• Task instructions
As soon as the line containing "scan_frames(&data, 0, &MpegAudioSettings::default());" appears in the material below, start returning lines exactly, and end with the line containing "let dir = tempfile::tempdir().unwrap();".

══ Data for review

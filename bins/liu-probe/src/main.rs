//! liu-probe - MPEG 音频探测与解码检查工具
//!
//! 识别文件中的 MPEG 音频流, 经解码基类完整解码一遍, 汇报流参数、VBR 元数据、
//! 输出时间线与标签. 可选执行一次时间 seek 或按块倒放, 用于检查 seek 换算与
//! 倒放重排.

mod logging;
mod report;
mod source;

use anyhow::{Context, anyhow};
use bytes::Bytes;
use clap::Parser;
use liu_codec::{AudioDecoder, DecoderSettings};
use liu_core::{Caps, Event, Format, Query, SeekEvent, SeekFlags, Segment, clock::SECOND};
use liu_format::mpegaudio::{FrameScanner, MEDIA_TYPE, MpegAudioDecoder, MpegAudioSettings, ScanResult};
use liu_format::probe;
use log::{info, warn};
use serde::Deserialize;
use std::path::PathBuf;
use std::process;
use std::sync::{Arc, Mutex, MutexGuard};
use std::time::Duration;

use report::{Report, SeekReport, StreamInfo, VbrSummary, secs};
use source::{FileSource, FileUpstream};

/// 探测时读取的文件头部字节数
const PROBE_SIZE: usize = 64 * 1024;

/// 倒放时每块至少包含的帧数
const MIN_REVERSE_FRAMES: usize = 8;

/// Liu MPEG 音频探测工具
#[derive(Parser, Debug)]
#[command(name = "liu-probe", version, about = "纯 Rust MPEG 音频探测与解码检查工具")]
struct Cli {
    /// 输入文件路径
    input: PathBuf,

    /// 输出 JSON 格式
    #[arg(long)]
    json: bool,

    /// 每次送入解码器的字节数
    #[arg(long, default_value_t = 4096)]
    chunk_size: usize,

    /// 出现第一个输出后 seek 到该时间 (秒)
    #[arg(long)]
    seek: Option<f64>,

    /// 按块倒放
    #[arg(long, conflicts_with = "seek")]
    reverse: bool,

    /// JSON 配置文件, 含 `decoder` 与 `mpeg` 两部分, 均可部分覆盖
    #[arg(long)]
    config: Option<PathBuf>,

    /// 时间戳抖动容差 (毫秒)
    #[arg(long)]
    tolerance_ms: Option<u64>,

    /// 输出聚合阈值 (毫秒)
    #[arg(long)]
    min_latency_ms: Option<u64>,

    /// 日志详细程度 (-v debug, -vv trace)
    #[arg(short, long, action = clap::ArgAction::Count)]
    verbose: u8,
}

/// 配置文件
#[derive(Debug, Default, Deserialize)]
#[serde(default)]
struct Config {
    decoder: DecoderSettings,
    mpeg: MpegAudioSettings,
}

/// 帧边界
#[derive(Debug, Clone, Copy)]
struct FrameEntry {
    offset: u64,
    len: usize,
    pts: Duration,
}

fn main() {
    let cli = Cli::parse();
    logging::init("liu-probe", cli.verbose);

    if let Err(e) = run(&cli) {
        eprintln!("错误: {e:#}");
        process::exit(1);
    }
}

fn run(cli: &Cli) -> anyhow::Result<()> {
    let config = load_config(cli)?;
    let data = Bytes::from(
        std::fs::read(&cli.input)
            .with_context(|| format!("无法读取文件 '{}'", cli.input.display()))?,
    );
    let filename = cli.input.file_name().and_then(|n| n.to_str());

    let probed = probe::probe(&data[..data.len().min(PROBE_SIZE)], filename)
        .ok_or_else(|| anyhow!("无法识别为 MPEG 音频"))?;
    info!(
        "探测到 MPEG 音频, 置信度 {}, 第一帧偏移 {}",
        probed.score, probed.offset
    );

    let source = Arc::new(Mutex::new(FileSource::new(
        data,
        probed.offset,
        cli.chunk_size,
    )));
    let dec = AudioDecoder::with_settings(
        MpegAudioDecoder::new(config.mpeg),
        Box::new(FileUpstream(source.clone())),
        config.decoder,
    );
    dec.set_caps(Caps::new(MEDIA_TYPE))?;

    let mut report = Report {
        filename: cli.input.display().to_string(),
        probe_score: probed.score,
        first_frame_offset: probed.offset,
        ..Default::default()
    };

    if cli.reverse {
        play_reverse(&dec, &source, &config.mpeg, cli.chunk_size, &mut report)?;
    } else {
        play_forward(&dec, &source, cli.seek, &mut report)?;
    }

    dec.send_event(Event::Eos)?;
    report.collect(dec.take_outputs());

    report.duration = dec
        .src_query(&Query::Duration(Format::Time))
        .and_then(|a| a.value())
        .map(|ns| secs(Duration::from_nanos(ns)));
    report.output.samples = dec.samples_out();
    dec.with_impl(|d| {
        report.stream = d.current_header().map(StreamInfo::from_header);
        report.vbr = d.vbr_info().map(VbrSummary::from_info);
        report.output.backend = d.backend_name().to_string();
        report.output.frames_parsed = d.frames();
        report.output.average_bitrate_kbps = d.average_bitrate().map(|b| b / 1000);
        report.output.index_entries = d.index_len();
    });
    dec.stop()?;

    if cli.json {
        println!("{}", serde_json::to_string_pretty(&report)?);
    } else {
        report.print_text();
    }
    Ok(())
}

fn load_config(cli: &Cli) -> anyhow::Result<Config> {
    let mut config = match &cli.config {
        Some(path) => {
            let text = std::fs::read_to_string(path)
                .with_context(|| format!("无法读取配置 '{}'", path.display()))?;
            serde_json::from_str::<Config>(&text).context("配置解析失败")?
        }
        None => Config::default(),
    };
    if let Some(ms) = cli.tolerance_ms {
        config.decoder.set_tolerance(Duration::from_millis(ms));
    }
    if let Some(ms) = cli.min_latency_ms {
        config.decoder.set_min_latency(Duration::from_millis(ms));
    }
    config.mpeg.validate()?;
    Ok(config)
}

fn lock_source(source: &Mutex<FileSource>) -> MutexGuard<'_, FileSource> {
    match source.lock() {
        Ok(g) => g,
        Err(poisoned) => poisoned.into_inner(),
    }
}

/// 正向送入整个文件, 出现第一个输出后按需 seek
fn play_forward(
    dec: &AudioDecoder<MpegAudioDecoder>,
    source: &Mutex<FileSource>,
    seek: Option<f64>,
    report: &mut Report,
) -> anyhow::Result<()> {
    dec.send_event(Event::Segment {
        update: false,
        segment: Segment::new(Format::Time),
    })?;

    let mut seek = seek;
    loop {
        let chunk = lock_source(source).next_chunk();
        let Some(chunk) = chunk else {
            break;
        };
        dec.push_buffer(chunk)?;
        report.collect(dec.take_outputs());

        if report.output.buffers > 0 {
            if let Some(target) = seek.take() {
                seek_to(dec, source, target, report)?;
            }
        }
    }
    if seek.is_some() {
        warn!("文件过短, 未执行 seek");
    }
    Ok(())
}

/// 时间 seek: 解码器换算为字节 seek 交给文件源, 再按上游 flush 的顺序送入事件
fn seek_to(
    dec: &AudioDecoder<MpegAudioDecoder>,
    source: &Mutex<FileSource>,
    target: f64,
    report: &mut Report,
) -> anyhow::Result<()> {
    let target_ns = (target.max(0.0) * SECOND as f64) as u64;
    dec.seek(SeekEvent::flush_to(
        Format::Time,
        target_ns,
        SeekFlags::ACCURATE,
    ))?;
    let byte = lock_source(source)
        .take_seek()
        .ok_or_else(|| anyhow!("文件源未收到字节 seek"))?;
    info!("seek 到 {target:.3}s, 字节偏移 {byte}");

    dec.send_event(Event::FlushStart)?;
    dec.send_event(Event::FlushStop)?;
    let mut segment = Segment::new(Format::Bytes);
    segment.start = byte;
    dec.send_event(Event::Segment {
        update: false,
        segment,
    })?;

    report.collect(dec.take_outputs());
    report.seek = Some(SeekReport {
        target,
        byte_offset: byte,
        first_pts: None,
    });
    Ok(())
}

/// 按帧边界把文件切成约 `chunk_size` 字节的块, 从最后一块开始倒序送入
fn play_reverse(
    dec: &AudioDecoder<MpegAudioDecoder>,
    source: &Mutex<FileSource>,
    settings: &MpegAudioSettings,
    chunk_size: usize,
    report: &mut Report,
) -> anyhow::Result<()> {
    let blocks = {
        let src = lock_source(source);
        let frames = scan_frames(src.data(), src.position(), settings);
        if frames.is_empty() {
            return Err(anyhow!("未找到可倒放的帧"));
        }
        let avg_len = frames.iter().map(|f| f.len).sum::<usize>() / frames.len();
        let per_block = (chunk_size / avg_len.max(1)).max(MIN_REVERSE_FRAMES);
        frames
            .chunks(per_block)
            .rev()
            .filter_map(|group| {
                let first = group.first()?;
                let last = group.last()?;
                Some(
                    src.block(first.offset, last.offset + last.len as u64)
                        .with_pts(first.pts),
                )
            })
            .collect::<Vec<_>>()
    };
    info!("倒放: {} 块", blocks.len());

    let mut segment = Segment::new(Format::Time);
    segment.rate = -1.0;
    dec.send_event(Event::Segment {
        update: false,
        segment,
    })?;
    for block in blocks {
        dec.push_buffer(block)?;
        report.collect(dec.take_outputs());
    }
    Ok(())
}

/// 扫描全部帧边界
fn scan_frames(data: &[u8], start: u64, settings: &MpegAudioSettings) -> Vec<FrameEntry> {
    let mut scanner = FrameScanner::new(settings.min_sync_frames, settings.max_resync_bytes);
    let mut frames = Vec::new();
    let mut pos = start as usize;
    let mut pts = 0u64;
    while pos < data.len() {
        match scanner.scan(&data[pos..], !frames.is_empty(), true) {
            Ok(ScanResult::Frame { skip, header, len }) => {
                frames.push(FrameEntry {
                    offset: (pos + skip) as u64,
                    len,
                    pts: Duration::from_nanos(pts),
                });
                pts += header.frame_duration_ns();
                pos += skip + len;
            }
            Ok(ScanResult::NeedMoreData { .. }) => break,
            Err(e) => {
                warn!("扫描帧边界失败: {e}");
                break;
            }
        }
    }
    frames
}

#[cfg(test)]
mod tests {
    use super::*;

    fn frames(n: usize) -> Vec<u8> {
        let mut out = Vec::new();
        for _ in 0..n {
            let mut f = vec![0u8; 417];
            f[..4].copy_from_slice(&[0xFF, 0xFB, 0x90, 0x00]);
            out.extend(f);
        }
        out
    }

    #[test]
    fn test_扫描帧边界() {
        let mut data = vec![0u8; 5];
        data.extend(frames(4));
        let entries = scan_frames(&data, 0, &MpegAudioSettings::default());
        assert_eq!(entries.len(), 4);
        assert_eq!(entries[0].offset, 5);
        assert_eq!(entries[3].offset, 5 + 3 * 417);
        assert_eq!(entries[1].pts, Duration::from_nanos(26_122_448));
    }

    #[test]
    fn test_配置文件() {
        let dir = tempfile::tempdir().unwrap();
        let path = dir.path().join("liu.json");
        std::fs::write(
            &path,
            r#"{ "decoder": { "tolerance": 40 }, "mpeg": { "skip_initial_frames": 1 } }"#,
        )
        .unwrap();
        let cli = Cli::parse_from([
            "liu-probe",
            "in.mp3",
            "--config",
            path.to_str().unwrap(),
            "--min-latency-ms",
            "20",
        ]);
        let config = load_config(&cli).unwrap();
        assert_eq!(config.decoder.tolerance, Duration::from_millis(40));
        assert_eq!(config.decoder.min_latency, Duration::from_millis(20));
        assert_eq!(config.mpeg.skip_initial_frames, 1);
    }
}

════

• Finished exercise
        let entries = scan_frames(&data, 0, &MpegAudioSettings::default());
        assert_eq!(entries.len(), 4);
        assert_eq!(entries[0].offset, 5);
        assert_eq!(entries[3].offset, 5 + 3 * 417);
        assert_eq!(entries[1].pts, Duration::from_nanos(26_122_448));
    }

    #[test]
    fn test_配置文件() {
        let dir = tempfile::tempdir().unwrap();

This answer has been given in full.